PROVIDED INFORMATION section start

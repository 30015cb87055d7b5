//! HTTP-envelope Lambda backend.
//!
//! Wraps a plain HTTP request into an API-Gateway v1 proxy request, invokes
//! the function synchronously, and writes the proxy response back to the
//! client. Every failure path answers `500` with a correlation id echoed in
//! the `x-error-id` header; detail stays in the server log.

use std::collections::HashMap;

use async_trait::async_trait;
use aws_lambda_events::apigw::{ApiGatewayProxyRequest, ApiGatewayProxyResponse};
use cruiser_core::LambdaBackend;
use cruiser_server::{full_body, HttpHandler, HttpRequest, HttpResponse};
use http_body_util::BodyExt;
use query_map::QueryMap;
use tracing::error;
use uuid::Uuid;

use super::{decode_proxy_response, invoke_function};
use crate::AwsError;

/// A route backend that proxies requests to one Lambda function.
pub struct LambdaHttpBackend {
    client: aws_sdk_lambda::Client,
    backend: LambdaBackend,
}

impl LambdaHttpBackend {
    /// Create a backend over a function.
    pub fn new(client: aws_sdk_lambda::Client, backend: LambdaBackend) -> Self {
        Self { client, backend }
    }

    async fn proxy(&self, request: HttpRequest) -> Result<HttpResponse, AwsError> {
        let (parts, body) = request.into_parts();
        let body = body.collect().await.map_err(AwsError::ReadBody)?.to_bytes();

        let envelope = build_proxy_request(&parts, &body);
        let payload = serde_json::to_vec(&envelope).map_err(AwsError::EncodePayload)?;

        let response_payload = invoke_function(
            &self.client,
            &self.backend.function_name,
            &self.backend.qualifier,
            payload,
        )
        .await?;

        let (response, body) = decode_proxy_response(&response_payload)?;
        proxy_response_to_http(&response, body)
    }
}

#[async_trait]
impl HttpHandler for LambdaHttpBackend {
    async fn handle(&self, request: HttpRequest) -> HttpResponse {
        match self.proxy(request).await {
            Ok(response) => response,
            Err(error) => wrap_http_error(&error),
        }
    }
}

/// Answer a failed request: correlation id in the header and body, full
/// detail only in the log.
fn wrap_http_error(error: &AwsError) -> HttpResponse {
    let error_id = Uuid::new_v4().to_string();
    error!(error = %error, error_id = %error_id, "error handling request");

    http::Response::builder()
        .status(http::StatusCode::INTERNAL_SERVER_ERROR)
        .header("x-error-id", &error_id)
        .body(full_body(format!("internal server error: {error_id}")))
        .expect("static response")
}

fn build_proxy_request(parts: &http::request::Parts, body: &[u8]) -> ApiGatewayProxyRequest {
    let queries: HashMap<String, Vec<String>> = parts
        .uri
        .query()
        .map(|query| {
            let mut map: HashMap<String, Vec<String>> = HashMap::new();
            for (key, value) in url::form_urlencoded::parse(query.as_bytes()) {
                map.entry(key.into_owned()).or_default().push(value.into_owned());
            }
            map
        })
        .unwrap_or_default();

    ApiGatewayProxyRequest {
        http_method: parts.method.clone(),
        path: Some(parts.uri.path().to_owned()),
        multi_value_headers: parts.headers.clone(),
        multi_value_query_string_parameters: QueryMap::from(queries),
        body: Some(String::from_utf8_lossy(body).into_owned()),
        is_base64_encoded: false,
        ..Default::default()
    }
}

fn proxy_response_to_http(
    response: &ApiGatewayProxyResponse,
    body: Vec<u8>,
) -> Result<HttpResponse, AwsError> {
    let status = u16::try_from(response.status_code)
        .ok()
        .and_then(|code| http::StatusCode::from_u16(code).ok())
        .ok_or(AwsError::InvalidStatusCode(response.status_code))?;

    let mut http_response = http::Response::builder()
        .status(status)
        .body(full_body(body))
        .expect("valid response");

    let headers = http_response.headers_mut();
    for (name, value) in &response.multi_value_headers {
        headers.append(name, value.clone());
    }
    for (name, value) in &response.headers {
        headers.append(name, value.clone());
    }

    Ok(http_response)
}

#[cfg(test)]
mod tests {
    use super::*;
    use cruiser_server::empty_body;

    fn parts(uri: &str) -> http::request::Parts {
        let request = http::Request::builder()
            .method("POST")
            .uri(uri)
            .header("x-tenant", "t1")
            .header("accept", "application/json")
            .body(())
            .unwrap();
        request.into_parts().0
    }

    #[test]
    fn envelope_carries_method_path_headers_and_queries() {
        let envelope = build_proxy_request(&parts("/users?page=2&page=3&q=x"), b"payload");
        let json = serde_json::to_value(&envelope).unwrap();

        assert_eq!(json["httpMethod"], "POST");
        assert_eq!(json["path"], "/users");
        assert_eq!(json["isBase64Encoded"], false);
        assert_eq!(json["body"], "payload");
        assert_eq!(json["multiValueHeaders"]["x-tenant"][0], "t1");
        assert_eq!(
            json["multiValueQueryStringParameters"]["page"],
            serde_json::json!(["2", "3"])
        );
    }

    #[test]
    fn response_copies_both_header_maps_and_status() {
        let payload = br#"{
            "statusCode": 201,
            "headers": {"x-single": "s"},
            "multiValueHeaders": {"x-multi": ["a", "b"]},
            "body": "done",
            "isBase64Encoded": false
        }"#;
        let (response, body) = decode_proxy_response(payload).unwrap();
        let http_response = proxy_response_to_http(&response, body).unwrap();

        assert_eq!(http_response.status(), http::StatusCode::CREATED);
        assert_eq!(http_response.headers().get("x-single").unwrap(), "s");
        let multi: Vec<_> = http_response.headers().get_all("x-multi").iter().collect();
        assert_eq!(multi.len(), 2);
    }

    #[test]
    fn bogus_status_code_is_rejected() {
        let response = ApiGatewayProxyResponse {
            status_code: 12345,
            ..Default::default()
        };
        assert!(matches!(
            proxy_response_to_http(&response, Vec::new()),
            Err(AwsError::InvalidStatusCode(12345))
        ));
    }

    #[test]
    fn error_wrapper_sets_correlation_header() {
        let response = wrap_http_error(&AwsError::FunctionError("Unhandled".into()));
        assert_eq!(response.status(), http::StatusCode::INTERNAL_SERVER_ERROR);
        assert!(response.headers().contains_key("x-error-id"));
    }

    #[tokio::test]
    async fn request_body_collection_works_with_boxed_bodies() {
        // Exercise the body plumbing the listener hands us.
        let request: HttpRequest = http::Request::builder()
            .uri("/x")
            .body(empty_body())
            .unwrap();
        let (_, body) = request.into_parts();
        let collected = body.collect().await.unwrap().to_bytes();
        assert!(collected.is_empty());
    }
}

PROVIDED INFORMATION section end

** YOUR TASK **
Every line containing the string "builder" is required; copy each such line from the data.

** THE ANSWER **
    http::Response::builder()
    let mut http_response = http::Response::builder()
        let request = http::Request::builder()
        let request: HttpRequest = http::Request::builder()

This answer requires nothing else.